#### Provided material

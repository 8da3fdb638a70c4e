//! Constraint joints
//!
//! Two joint kinds, both solved analytically once per step: a pivot joint
//! pinning a local point on each body to coincide, and a rotary limit joint
//! bounding the relative angle between two bodies.
//!
//! Unlike impulse resolution, constraints also correct kinematic bodies:
//! the non-static partner of an infinite-mass pair takes the full
//! correction. This is what keeps a velocity-driven flipper inside its
//! swing range no matter what angular velocity was commanded.

use glam::Vec2;
use serde::{Deserialize, Serialize};

use super::body::{BodyId, BodyKind, RigidBody};

/// Stable handle for a joint in the world
#[derive(Debug, Clone, Copy, PartialEq, Eq, PartialOrd, Ord, Hash, Serialize, Deserialize)]
pub struct JointId(pub u32);

/// Pins `anchor_a` on body A and `anchor_b` on body B to the same world point
#[derive(Debug, Clone, Serialize, Deserialize)]
pub struct PivotJoint {
    pub id: JointId,
    pub body_a: BodyId,
    pub body_b: BodyId,
    /// Anchor in body A's local space
    pub anchor_a: Vec2,
    /// Anchor in body B's local space
    pub anchor_b: Vec2,
}

impl PivotJoint {
    /// Drive the anchor separation to zero for this step
    pub fn solve(&self, a: &mut RigidBody, b: &mut RigidBody) {
        let world_a = a.local_to_world(self.anchor_a);
        let world_b = b.local_to_world(self.anchor_b);
        let error = world_a - world_b;
        if error.length_squared() < 1e-10 {
            return;
        }

        let wa = a.inv_mass();
        let wb = b.inv_mass();
        let sum = wa + wb;
        if sum > 0.0 {
            a.pos -= error * (wa / sum);
            b.pos += error * (wb / sum);
        } else if b.kind != BodyKind::Static {
            b.pos += error;
        } else if a.kind != BodyKind::Static {
            a.pos -= error;
        }
    }
}

/// Bounds the relative angle `angle_b - angle_a` to `[min, max]`
#[derive(Debug, Clone, Serialize, Deserialize)]
pub struct RotaryLimitJoint {
    pub id: JointId,
    pub body_a: BodyId,
    pub body_b: BodyId,
    pub min: f32,
    pub max: f32,
}

impl RotaryLimitJoint {
    /// Clamp the relative angle into range and kill the angular velocity
    /// component still pushing past an active bound
    pub fn solve(&self, a: &mut RigidBody, b: &mut RigidBody) {
        let relative = b.angle - a.angle;
        let rel_vel = b.angular_vel - a.angular_vel;

        let (error, pushing) = if relative < self.min {
            (self.min - relative, rel_vel < 0.0)
        } else if relative > self.max {
            (self.max - relative, rel_vel > 0.0)
        } else {
            return;
        };

        let wa = a.inv_moment();
        let wb = b.inv_moment();
        let sum = wa + wb;
        if sum > 0.0 {
            a.angle -= error * (wa / sum);
            b.angle += error * (wb / sum);
            if pushing {
                a.angular_vel += rel_vel * (wa / sum);
                b.angular_vel -= rel_vel * (wb / sum);
            }
        } else if b.kind != BodyKind::Static {
            b.angle += error;
            if pushing {
                b.angular_vel = a.angular_vel;
            }
        } else if a.kind != BodyKind::Static {
            a.angle -= error;
            if pushing {
                a.angular_vel = b.angular_vel;
            }
        }
    }
}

########

(Aim of the task) Whichever lines of the records above hold the word "self" should all be copied out.

(Answer to this task)
    pub fn solve(&self, a: &mut RigidBody, b: &mut RigidBody) {
        let world_a = a.local_to_world(self.anchor_a);
        let world_b = b.local_to_world(self.anchor_b);
    pub fn solve(&self, a: &mut RigidBody, b: &mut RigidBody) {
        let (error, pushing) = if relative < self.min {
            (self.min - relative, rel_vel < 0.0)
        } else if relative > self.max {
            (self.max - relative, rel_vel > 0.0)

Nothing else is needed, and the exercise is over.